Pakistans Quagmire: The Whys and Wherefore
Jabin T. Jacob
PAKISTAN: FROM THE RHETORIC OF DEMOCRACY TO THE RISE OF MILITANCY by Ravi Kalia Routledge, New Delhi, 2011, 2011, 254 pp., 695
August 2017, volume 35, No 8/9

At Independence in 1947, Pakistan was a nation, full of hope, aiming to become a progressive homeland for South Asia’s Muslims. That dream remains unfulfilled. Despite roughly comparable socio-economic and political conditions as in India, democracy has consistently failed to take root in Pakistan and the country remains beset by violence of a scale and nature that threatens its very existence. The book under review attempts to explain how Pakistan finds itself in such a quagmire by examining the history and nature of democratic evolution in the country. In the opening chapter, Ravi Kalia, the volume’s editor, conducts a detailed dissection of Mohammed Ali Jinnah.

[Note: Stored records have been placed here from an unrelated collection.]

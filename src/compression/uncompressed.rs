//! Handler for uncompressed data

use crate::tiff::constants::compression;
use crate::tiff::errors::TiffResult;
use super::handler::CompressionHandler;

/// Uncompressed data handler (compression code 1)
pub struct UncompressedHandler;

impl CompressionHandler for UncompressedHandler {
    fn decompress(&self, data: &[u8], _expected_len: usize) -> TiffResult<Vec<u8>> {
        Ok(data.to_vec())
    }

    fn name(&self) -> &'static str {
        "Uncompressed"
    }

    fn code(&self) -> u64 {
        compression::NONE
    }
}
//! Canopy height lookup grid

use log::info;

use crate::coordinate::Point;
use crate::errors::{TreeKitError, TreeKitResult};

use crate::extractor::SampleFormat;

use super::dataset::GeoRaster;
use super::transform::GeoTransform;

/// Height cells in the precision the raster stores them
#[derive(Debug, Clone, PartialEq)]
pub enum HeightCells {
    Single(Vec<f32>),
    Double(Vec<f64>),
}

impl HeightCells {
    pub fn len(&self) -> usize {
        match self {
            HeightCells::Single(values) => values.len(),
            HeightCells::Double(values) => values.len(),
        }
    }

    pub fn is_empty(&self) -> bool {
        self.len() == 0
    }
}

impl From<Vec<f32>> for HeightCells {
    fn from(values: Vec<f32>) -> Self {
        HeightCells::Single(values)
    }
}

impl From<Vec<f64>> for HeightCells {
    fn from(values: Vec<f64>) -> Self {
        HeightCells::Double(values)
    }
}

/// A single-band height raster held in memory for point lookups
pub struct HeightGrid {
    width: usize,
    height: usize,
    data: HeightCells,
    inverse: GeoTransform,
    nodata: Option<f64>,
}

impl HeightGrid {
    /// Loads band 1 of an opened raster
    ///
    /// 32-bit float rasters stay `f32`; every other sample type is held as
    /// `f64` so 64-bit floats and wide integers keep their precision.
    pub fn from_raster(raster: &mut GeoRaster) -> TreeKitResult<Self> {
        let sample_type = raster.sample_type();
        let data = if sample_type.format == SampleFormat::Float && sample_type.bits == 32 {
            HeightCells::Single(raster.read_band_f32(0)?)
        } else {
            HeightCells::Double(raster.read_band(0)?)
        };
        info!("Loaded height grid {}x{} from {}", raster.width(), raster.height(), raster.path().display());
        Self::from_parts(raster.width() as usize, raster.height() as usize, data, *raster.transform(), raster.nodata())
    }

    /// Builds a grid from raw row-major values
    ///
    /// # Returns
    /// The grid, or an error if the value count does not match or the
    /// transform cannot be inverted
    pub fn from_parts(
        width: usize,
        height: usize,
        data: impl Into<HeightCells>,
        transform: GeoTransform,
        nodata: Option<f64>,
    ) -> TreeKitResult<Self> {
        let data = data.into();
        if data.len() != width * height {
            return Err(TreeKitError::Config(format!(
                "height grid holds {} values for {}x{} cells", data.len(), width, height)));
        }

        let inverse = transform.inverse().ok_or_else(|| TreeKitError::Projection(
            format!("height raster transform {:?} is not invertible", transform.coefficients)))?;

        Ok(HeightGrid { width, height, data, inverse, nodata })
    }

    pub fn width(&self) -> usize {
        self.width
    }

    pub fn height(&self) -> usize {
        self.height
    }

    pub fn cells(&self) -> &HeightCells {
        &self.data
    }

    /// `value` rounded to the precision the cells are stored in
    ///
    /// Comparing a rounded threshold against `f32` cells lets a cell that
    /// holds the threshold value exactly compare equal.
    pub fn cell_precision(&self, value: f64) -> f64 {
        match self.data {
            HeightCells::Single(_) => value as f32 as f64,
            HeightCells::Double(_) => value,
        }
    }

    /// Row and column of the cell containing `point`, if inside the grid
    ///
    /// Non-finite coordinates are never inside.
    pub fn index(&self, point: &Point) -> Option<(usize, usize)> {
        let (row, col) = GeoTransform::cell_index(&self.inverse, point)?;
        if row < 0 || col < 0 || row >= self.height as i64 || col >= self.width as i64 {
            return None;
        }
        Some((row as usize, col as usize))
    }

    /// Height at `point`; `None` outside the grid, on NoData or NaN cells
    pub fn sample(&self, point: &Point) -> Option<f64> {
        let (row, col) = self.index(point)?;
        let cell = row * self.width + col;

        let value = match &self.data {
            HeightCells::Single(values) => {
                let value = values[cell];
                // NoData is parsed as f64, these cells are f32
                if self.nodata.is_some_and(|nodata| value as f64 == nodata || value == nodata as f32) {
                    return None;
                }
                value as f64
            },
            HeightCells::Double(values) => {
                let value = values[cell];
                if self.nodata == Some(value) {
                    return None;
                }
                value
            },
        };

        if value.is_nan() {
            return None;
        }
        Some(value)
    }
}
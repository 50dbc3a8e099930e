use indicatif::{ProgressBar, ProgressStyle};
use log::debug;

const TEMPLATE: &str = "{spinner:.green} [{elapsed_precise}] [{bar:40.cyan/blue}] {pos}/{len} ({eta}) {msg}";

pub struct ProgressTracker {
    bar: ProgressBar,
}

impl ProgressTracker {
    pub fn new(total: u64, description: &str) -> Self {
        let bar = ProgressBar::new(total);
        let style = match ProgressStyle::default_bar().template(TEMPLATE) {
            Ok(style) => style.progress_chars("#>-"),
            Err(e) => {
                debug!("Progress template rejected: {}", e);
                ProgressStyle::default_bar()
            },
        };
        bar.set_style(style);
        bar.set_message(description.to_string());

        ProgressTracker {
            bar,
        }
    }

    /// A tracker that draws nothing
    pub fn hidden(total: u64) -> Self {
        let bar = ProgressBar::hidden();
        bar.set_length(total);
        ProgressTracker { bar }
    }

    /// Moves the bar to an absolute position
    pub fn set_position(&self, position: u64) {
        self.bar.set_position(position);
    }

    pub fn increment(&self, amount: u64) {
        self.bar.inc(amount);
    }

    pub fn position(&self) -> u64 {
        self.bar.position()
    }

    pub fn finish(&self) {
        self.bar.finish_with_message("Completed");
    }

    pub fn set_message(&self, msg: &str) {
        self.bar.set_message(msg.to_string());
    }
}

Combining occasional hyperbole and sarcasm with detailed research, the author reveals Jinnah to be a man of contradictions and untrammelled ambition who founded Pakistan ‘without ever marching in a political rally…, spending any time in the prison, [or] taking a blow of a police lathi…’ or even ‘ever fasting during Ramadan’ (p.7). That the secular constitutionalist Jinnah’s legacy is today a deeply Islamist state and society is perhaps not ironical given the contradictions of his approach and agenda that were evident even during the struggle for Independence and afterwards.

The author suggests that Jinnah gave little actual thought to the political direction and structures of a future Pakistan and that his views about the mix of democracy and Islam in the new state were far from clear and in an interesting if lengthy aside, he counters with verve, later comparisons of Jinnah with Jefferson, Jackson and Ataturk.